# i freaking cant stop texting him



## All of a sudden (Jan 24, 2013)

I keep texting my husband who two days ago said he wanted a divorce cause he doesnt love me anymore. We have four kids. He is out of town on a business trip and wont talk to me. I keep texting him and calling and he wont pick up or respond. Its driving me insane. Im going to a lawyer tommorow and i want him to tell me not to so bad. He wants me too i guess. I feel so freaking pathetic begging someone who doesnt want me all of a sudden. I sit on my hands saying im not going to do it again, then i do. GOD help me, im sure he thinks im pathetic.


----------



## Bee2012 (Dec 8, 2012)

So sorry you are going through this. I swear, all our pride goes out the window when this happens. Things will get better. Don't text him. Write him a long letter instead to occupy your time, and then dont send it to him. Keep yourself busy.
_Posted via Mobile Device_


----------



## oncehisangel (Oct 13, 2012)

180 my dear girl.

He needs to miss you sweety...put your thumbs in your pockets. 

We know it's hard... but you have to do this.


----------



## oncehisangel (Oct 13, 2012)

ps.. read the 180..its for you...not him though.

Concentrate on you.

Sometimes the benefit of 'letting them go' is they do think of you. 

But this is for YOU.

So sorry you are joining us here at TAM


----------



## All of a sudden (Jan 24, 2013)

I feel im going to throw up my dinner. How do your best friends turn into evil villans overnight?


----------



## lee101981 (Sep 6, 2012)

By you texting him you are pushing him away
_Posted via Mobile Device_


----------



## All of a sudden (Jan 24, 2013)

Where do i find the 180?


----------



## All of a sudden (Jan 24, 2013)

lee101981 said:


> By you texting him you are pushing him away
> _Posted via Mobile Device_


I know im being a complete idiot but im so freaked out i cant stop. Slap myself!


----------



## EleGirl (Dec 3, 2011)

I don't think it happens over night. Over time they morph. Or maybe they just start showing their real colors.

Take a look at the 180 link in my signature block below. That's how you need to start interacting with him.

Call up a friend or family member who will support you. Text that person if you need to text someone. The idea of you writing him a letter is a good idea as well. Just do not send it. Keep it for yourself or delete it.


----------



## Bellavista (May 29, 2012)

I know, it is hard to stop yourself from pleading & begging. However, it really does not help. Really, truly, it does not help & in a lot of cases, can make the spouse who is leaving more stubborn.

Just concentrate on breathing, in and out. Big deep breaths.


----------



## All of a sudden (Jan 24, 2013)

Thanks, good ideas, but hard to implement, when i feel like breaking down. Will do my best to try.


----------



## Bee2012 (Dec 8, 2012)

You will get through tonight . That's all you need to worry about for now.

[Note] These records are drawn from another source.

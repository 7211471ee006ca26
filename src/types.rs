//! Common types shared across the node
//!
//! Chain slugs decide which watchers and relay strategy a chain gets; the
//! database-compatible `TxError` records why a withdrawal bond was deferred.

use serde::{Deserialize, Serialize};
use std::fmt;
use std::str::FromStr;

/// Known chain families.
#[derive(Debug, Clone, Copy, PartialEq, Eq, Hash, Serialize, Deserialize)]
#[serde(rename_all = "lowercase")]
pub enum ChainSlug {
    Ethereum,
    Optimism,
    Arbitrum,
    Nova,
    Base,
    PolygonZk,
    Gnosis,
    Polygon,
    Linea,
    ZkSync,
    Scroll,
}

impl ChainSlug {
    pub fn as_str(&self) -> &'static str {
        match self {
            ChainSlug::Ethereum => "ethereum",
            ChainSlug::Optimism => "optimism",
            ChainSlug::Arbitrum => "arbitrum",
            ChainSlug::Nova => "nova",
            ChainSlug::Base => "base",
            ChainSlug::PolygonZk => "polygonzk",
            ChainSlug::Gnosis => "gnosis",
            ChainSlug::Polygon => "polygon",
            ChainSlug::Linea => "linea",
            ChainSlug::ZkSync => "zksync",
            ChainSlug::Scroll => "scroll",
        }
    }

    pub fn is_l1(&self) -> bool {
        matches!(self, ChainSlug::Ethereum)
    }

    /// Optimistic rollups: roots from these chains are bonded on L1 because
    /// their native exit takes about a week.
    pub fn is_oru(&self) -> bool {
        matches!(
            self,
            ChainSlug::Optimism
                | ChainSlug::Arbitrum
                | ChainSlug::Nova
                | ChainSlug::Base
                | ChainSlug::PolygonZk
        )
    }
}

impl fmt::Display for ChainSlug {
    fn fmt(&self, f: &mut fmt::Formatter<'_>) -> fmt::Result {
        write!(f, "{}", self.as_str())
    }
}

impl FromStr for ChainSlug {
    type Err = eyre::Report;

    fn from_str(s: &str) -> Result<Self, Self::Err> {
        let slug = match s.to_lowercase().as_str() {
            "ethereum" | "mainnet" => ChainSlug::Ethereum,
            "optimism" => ChainSlug::Optimism,
            "arbitrum" => ChainSlug::Arbitrum,
            "nova" => ChainSlug::Nova,
            "base" => ChainSlug::Base,
            "polygonzk" => ChainSlug::PolygonZk,
            "gnosis" | "xdai" => ChainSlug::Gnosis,
            "polygon" => ChainSlug::Polygon,
            "linea" => ChainSlug::Linea,
            "zksync" => ChainSlug::ZkSync,
            "scroll" => ChainSlug::Scroll,
            other => return Err(eyre::eyre!("Unknown chain slug: {}", other)),
        };
        Ok(slug)
    }
}

/// Reason a withdrawal bond attempt was deferred or abandoned
#[derive(Debug, Clone, Copy, PartialEq, Eq, Serialize, Deserialize, sqlx::Type)]
#[sqlx(type_name = "VARCHAR", rename_all = "snake_case")]
pub enum TxError {
    NotEnoughLiquidity,
    CallException,
    BonderFeeTooLow,
    RpcServerError,
}

impl TxError {
    pub fn as_str(&self) -> &'static str {
        match self {
            TxError::NotEnoughLiquidity => "not_enough_liquidity",
            TxError::CallException => "call_exception",
            TxError::BonderFeeTooLow => "bonder_fee_too_low",
            TxError::RpcServerError => "rpc_server_error",
        }
    }
}

impl fmt::Display for TxError {
    fn fmt(&self, f: &mut fmt::Formatter<'_>) -> fmt::Result {
        write!(f, "{}", self.as_str())
    }
}

#[cfg(test)]
mod tests {
    use super::*;

    #[test]
    fn test_oru_set() {
        let oru: Vec<_> = [
            ChainSlug::Ethereum,
            ChainSlug::Optimism,
            ChainSlug::Arbitrum,
            ChainSlug::Nova,
            ChainSlug::Base,
            ChainSlug::PolygonZk,
            ChainSlug::Gnosis,
            ChainSlug::Polygon,
            ChainSlug::Linea,
        ]
        .into_iter()
        .filter(|s| s.is_oru())
        .collect();

        assert_eq!(
            oru,
            vec![
                ChainSlug::Optimism,
                ChainSlug::Arbitrum,
                ChainSlug::Nova,
                ChainSlug::Base,
                ChainSlug::PolygonZk
            ]
        );
        assert!(ChainSlug::Ethereum.is_l1());
        assert!(!ChainSlug::Ethereum.is_oru());
    }

    #[test]
    fn test_slug_parse() {
        assert_eq!("Arbitrum".parse::<ChainSlug>().unwrap(), ChainSlug::Arbitrum);
        assert_eq!("xdai".parse::<ChainSlug>().unwrap(), ChainSlug::Gnosis);
        assert!("fantom".parse::<ChainSlug>().is_err());
        assert_eq!(ChainSlug::PolygonZk.to_string(), "polygonzk");
    }

    #[test]
    fn test_tx_error_as_str() {
        assert_eq!(TxError::NotEnoughLiquidity.as_str(), "not_enough_liquidity");
        assert_eq!(format!("{}", TxError::CallException), "call_exception");
    }
}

One day at a time.
_Posted via Mobile Device_


----------



## Chopsy (Oct 10, 2012)

i dont know about you. but its always in the evening/night i feel the urge to text. someone on here once said never text if youre wearing pyjamas. i would also say never text after 7pm. If you feel tempted, please post on here first. ok? i know its tough but you will feel better for not giving in. I cant tell you how often i texted my H and the next morning felt like crap about it!


----------



## K.C. (Dec 1, 2012)

Use TAM as a venting / sounding board. This place is a gold mine of support and advice. Dont be afraid to say whatever you feel you need to. If someone comes along and slaps you down, it will be well meant and it's better than doing something irreversible or that makes a bad situation worst.

Look at things you genuinely want/need to change. Not things that will make him happier with you but will make you happier with yourself.


----------



## Stella Moon (Nov 22, 2012)

By now you texts are just you repeating yourself. You've said it all and he's heard it all. Nothing is mattering and it's all garbling and your setting yourself up for rejection at every single text. 

Knock it off. Get yourself respect back. Start the 180 now hard core and go dark. 

Listen to these people girl...they know what they are talking about...as do I...
Have you had enough rejection from him yet? Take your self control back and yes...see a lawyer. Follow through.


----------



## NoWhere (Oct 2, 2012)

Listen to what everyone here has said and don't text him anymore. Don't beat yourself up about it. We've all been there. I know I sent email after email to my ex and always hated myself after sending it, but I couldn't stop either. It always does more harm then good, but what is done is done. Wipe the slate clean and start over.


----------



## K.C. (Dec 1, 2012)

And just to add, don't beat yourself up over any little slips or moments of weakness, they are natural and we all have them.. I've been known to be fine and happy one minute and fivbe minutes later have sent a text I know is a bad idea. When you have a weak moment, post on here (preferably before acting upon it) and we will beat you instead; in the nicest possible way of course!


----------



## Bellavista (May 29, 2012)

When my fWH gave me the 'I don't love you anymore, maybe I never did' speech, he was in another country (with another woman so it turned out).
I bombarded him with texts. It did no good, he did not respond to them. If only I had known then, what I know now, I would have done a 180 and started the healing process much quicker.
Sure, you feel shattered, your world feels like it is caving in, but bombading, begging & pleading has never helped in this situation. A lot of us have been there, a lot of us made mistakes, we want to help you avoid some of the mistakes we made.
I know turning your phone off it too hard, you will be clutching it like a life preserver, hoping against hope that he sends a text telling you he changed his mind, it was all a big mistake. Just try really hard to resist sending texts to him.


----------



## NoWhere (Oct 2, 2012)

I know I still from time to time check my phone for texts from the Ex just out of habit.


----------



## mama2five (Dec 29, 2012)

I am guilty of the txts and emails when he left. It was rough. Its not healthy. Your not alone! I still check my phone constantly! But NC is best. Give him a chance to miss you.
_Posted via Mobile Device_


----------



## EleGirl (Dec 3, 2011)

Well if you are going to text him, find some good jokes and test those to him.

He will freak out an wonder what the hey is going on with you that you don't care enough that he's left. Might be a good way to mess with his head...

Ok I'm joking.. sort of


----------



## Stella Moon (Nov 22, 2012)

EleGirl said:


> Well if you are going to text him, find some good jokes and test those to him.
> 
> He will freak out an wonder what the hey is going on with you that you don't care enough that he's left. Might be a good way to mess with his head...
> 
> Ok I'm joking.. sort of


Guys with small wieners jokes...


----------



## Decorum (Sep 7, 2012)

There are a lot of good people in your very spot.
When someone withdraws it creates a vacuum, and the pain is beyond words, if you are human and this happenes, this is how it feels. Its not you.
I'm so sorry!


----------



## that_girl (Jul 6, 2011)

Take his number out of your phone.

That way, you have to put it in to text him and by the time you hit all 10 numbers, you may rethink things.

Or text, but save in drafts and not send (this worked for me).

But STOP texting him. Stop it. You are making yourself look desperate and that is never attractive.


----------